The figure shows that the use of a benefit and harm comparison metric further distinguishes various approaches. The number of outcomes, the need for a benefit and harm comparison metric, and the quality and quantitative of available data will likely drive the selection of approaches.
To facilitate the understanding of and between the approaches, we selected three approaches for a more detailed description (Table (Table1).1). NNT and NNH are examples of an approach that can be used if a single benefit and a single harm outcome is of interest or when multiple outcomes are treated separately. Multicriteria decision analysis (MCDA) [16,17] and the Gail/National Cancer Institute  approach provide examples for approaches where multiple outcomes are considered and put on a benefit-harm comparison metric.
We focus here on additional key characteristics that enable researchers to understand the similarities and differences and choose the appropriate approaches for their benefit-harm question and context. Papers focusing on each individual approach have described in detail the 16 approaches although not in the context of systematic reviews .
We identified the following additional key characteristics:
1. The type of data needed: Individual patient data have advantages over aggregate data typically available for evidence synthesis.

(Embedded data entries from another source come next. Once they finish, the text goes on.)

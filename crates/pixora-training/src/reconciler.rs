// SPDX-FileCopyrightText: 2026 Pixora Contributors
// SPDX-License-Identifier: MIT OR Apache-2.0

//! Applies verified training webhooks to model records.
//!
//! The record is found by `(owner, model name)` from the callback URL, never
//! by the provider's training id. Each accepted transition is persisted with
//! a compare-and-set, then its side effects run one by one. A failing email,
//! archive removal or counter update is logged and does not affect the
//! others or the acknowledgment.

use std::sync::Arc;

use pixora_core::types::{ModelRecord, StatusUpdate, UserProfile};
use pixora_core::{EmailSender, ObjectStorage, PixoraError, StorageAdapter, TrainingStatus};
use pixora_email::templates::{TrainingNotice, training_status_email};
use serde::Deserialize;
use tracing::{debug, info, warn};

use crate::correlation::Correlation;
use crate::status::{StatusEvent, Transition, allowed_predecessors, transition};

/// The subset of the provider's training payload the reconciler reads.
#[derive(Debug, Clone, Default, Deserialize)]
pub struct TrainingEvent {
    #[serde(default)]
    pub id: Option<String>,
    pub status: String,
    #[serde(default)]
    pub metrics: Option<TrainingMetrics>,
    #[serde(default)]
    pub output: Option<TrainingOutput>,
    #[serde(default)]
    pub error: Option<serde_json::Value>,
}

#[derive(Debug, Clone, Default, Deserialize)]
pub struct TrainingMetrics {
    #[serde(default)]
    pub predict_time: Option<f64>,
}

#[derive(Debug, Clone, Default, Deserialize)]
pub struct TrainingOutput {
    /// `owner/name:hash`
    #[serde(default)]
    pub version: Option<String>,
}

impl TrainingEvent {
    /// Hash part of `output.version`.
    pub fn model_version(&self) -> Option<String> {
        let composite = self.output.as_ref()?.version.as_deref()?;
        composite.split(':').nth(1).map(str::to_string)
    }
}

/// Why an event was acknowledged without touching any record.
#[derive(Debug, Clone, PartialEq, Eq)]
pub enum IgnoreReason {
    Starting,
    UnknownStatus(String),
    UnknownModel,
}

/// Result of reconciling one webhook. All variants are acknowledged with 200.
#[derive(Debug, Clone, PartialEq, Eq)]
pub enum ReconcileOutcome {
    Applied(TrainingStatus),
    Duplicate(TrainingStatus),
    Stale {
        current: TrainingStatus,
        received: TrainingStatus,
    },
    Ignored(IgnoreReason),
}

/// Drives model records through the training lifecycle.
pub struct TrainingStatusMachine {
    storage: Arc<dyn StorageAdapter>,
    object_storage: Arc<dyn ObjectStorage>,
    email: Option<Arc<dyn EmailSender>>,
    bucket: String,
    site_url: String,
}

impl TrainingStatusMachine {
    pub fn new(
        storage: Arc<dyn StorageAdapter>,
        object_storage: Arc<dyn ObjectStorage>,
        email: Option<Arc<dyn EmailSender>>,
        bucket: impl Into<String>,
        site_url: impl Into<String>,
    ) -> Self {
        Self {
            storage,
            object_storage,
            email,
            bucket: bucket.into(),
            site_url: site_url.into(),
        }
    }

    /// Reconcile one verified event.
    ///
    /// Fails with `Unauthenticated` when the correlated owner has no profile;
    /// nothing is touched in that case.
    pub async fn handle(
        &self,
        correlation: &Correlation,
        event: &TrainingEvent,
    ) -> Result<ReconcileOutcome, PixoraError> {
        let profile = self.resolve_owner(&correlation.user_id).await?;

        let next = match StatusEvent::parse(&event.status) {
            StatusEvent::Actionable(status) => status,
            StatusEvent::Starting => {
                debug!(model_name = %correlation.model_name, "training starting, nothing to apply");
                return Ok(ReconcileOutcome::Ignored(IgnoreReason::Starting));
            }
            StatusEvent::Unknown(raw) => {
                warn!(status = %raw, model_name = %correlation.model_name, "ignoring unknown training status");
                return Ok(ReconcileOutcome::Ignored(IgnoreReason::UnknownStatus(raw)));
            }
        };

        let Some(record) = self
            .storage
            .find_model(&profile.id, &correlation.model_name)
            .await?
        else {
            warn!(
                user_id = %profile.id,
                model_name = %correlation.model_name,
                status = %next,
                "no model record for training webhook"
            );
            return Ok(ReconcileOutcome::Ignored(IgnoreReason::UnknownModel));
        };

        match transition(record.training_status, next) {
            Transition::Advance => self.advance(&profile, correlation, &record, next, event).await,
            Transition::Duplicate => Ok(self.duplicate(correlation, &record, next).await),
            Transition::Stale => Ok(stale(&record, next)),
        }
    }

    async fn resolve_owner(&self, user_id: &str) -> Result<UserProfile, PixoraError> {
        if user_id.is_empty() {
            return Err(PixoraError::Unauthenticated("webhook carries no user id".into()));
        }
        self.storage
            .get_profile(user_id)
            .await?
            .ok_or_else(|| PixoraError::Unauthenticated(format!("unknown user {user_id}")))
    }

    async fn advance(
        &self,
        profile: &UserProfile,
        correlation: &Correlation,
        record: &ModelRecord,
        next: TrainingStatus,
        event: &TrainingEvent,
    ) -> Result<ReconcileOutcome, PixoraError> {
        let update = status_update(next, event);
        let applied = self
            .storage
            .transition_model_status(record.id, allowed_predecessors(next), &update)
            .await?;

        if !applied {
            // Lost a race with a concurrent delivery; classify against the winner.
            let current = self
                .storage
                .get_model(record.id)
                .await?
                .map_or(record.training_status, |r| r.training_status);
            return Ok(match transition(current, next) {
                Transition::Duplicate => self.duplicate(correlation, record, next).await,
                _ => ReconcileOutcome::Stale {
                    current,
                    received: next,
                },
            });
        }

        info!(
            user_id = %record.user_id,
            model_name = %record.model_name,
            training_id = %record.training_id,
            from = %record.training_status,
            status = %next,
            "training status updated"
        );

        self.notify(profile, &record.model_name, next).await;
        if next.is_terminal() {
            self.remove_archive(&correlation.file_path).await;
        }
        if next == TrainingStatus::Succeeded
            && let Err(e) = self.storage.increment_models_trained(&record.user_id).await
        {
            warn!(user_id = %record.user_id, error = %e, "failed to bump models_trained");
        }

        Ok(ReconcileOutcome::Applied(next))
    }

    /// A redelivered status: re-run archive cleanup for terminal states, no email.
    async fn duplicate(
        &self,
        correlation: &Correlation,
        record: &ModelRecord,
        status: TrainingStatus,
    ) -> ReconcileOutcome {
        debug!(model_name = %record.model_name, status = %status, "duplicate training webhook");
        if status.is_terminal() {
            self.remove_archive(&correlation.file_path).await;
        }
        ReconcileOutcome::Duplicate(status)
    }

    async fn notify(&self, profile: &UserProfile, model_name: &str, status: TrainingStatus) {
        let Some(email) = &self.email else {
            return;
        };
        if profile.email.is_empty() {
            debug!(user_id = %profile.id, "profile has no email address");
            return;
        }
        let notice = TrainingNotice {
            to: &profile.email,
            display_name: profile.display_name.as_deref(),
            model_name,
            status,
            site_url: &self.site_url,
        };
        let Some(message) = training_status_email(&notice) else {
            return;
        };
        match email.send(&message).await {
            Ok(id) => debug!(user_id = %profile.id, email_id = %id, status = %status, "training email sent"),
            Err(e) => warn!(user_id = %profile.id, status = %status, error = %e, "failed to send training email"),
        }
    }

    async fn remove_archive(&self, file_path: &str) {
        if file_path.is_empty() {
            debug!("no training archive path to clean up");
            return;
        }
        match self
            .object_storage
            .remove(&self.bucket, &[file_path.to_string()])
            .await
        {
            Ok(()) => debug!(bucket = %self.bucket, file_path, "training archive removed"),
            Err(e) => warn!(bucket = %self.bucket, file_path, error = %e, "failed to remove training archive"),
        }
    }
}

fn status_update(next: TrainingStatus, event: &TrainingEvent) -> StatusUpdate {
    if next != TrainingStatus::Succeeded {
        return StatusUpdate::status_only(next);
    }
    let model_version = event.model_version();
    if model_version.is_none() {
        warn!(training_id = ?event.id, "succeeded event carries no parsable output version");
    }
    StatusUpdate {
        status: next,
        training_time: event.metrics.as_ref().and_then(|m| m.predict_time),
        model_version,
    }
}

fn stale(record: &ModelRecord, received: TrainingStatus) -> ReconcileOutcome {
    info!(
        model_name = %record.model_name,
        current = %record.training_status,
        received = %received,
        "ignoring out-of-order training webhook"
    );
    ReconcileOutcome::Stale {
        current: record.training_status,
        received,
    }
}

In an individual study, information on the co-occurrence of benefit and harm outcomes is available for each patient. An important consequence of the availability of such individual data is that researchers can consider the joint probability of benefit and harm outcomes.
2. The type of analyses: Analyses for benefit-harm assessment could include any type of statistical analysis. There is a major distinction, however, between approaches that are data driven (deterministic) and approaches that use modeling (stochastic) where data are not described by unique values, but rather by probability distributions.
3. The type of benefit-harm comparison metric: Researchers may use absolute and relative metrics as well as QALYs.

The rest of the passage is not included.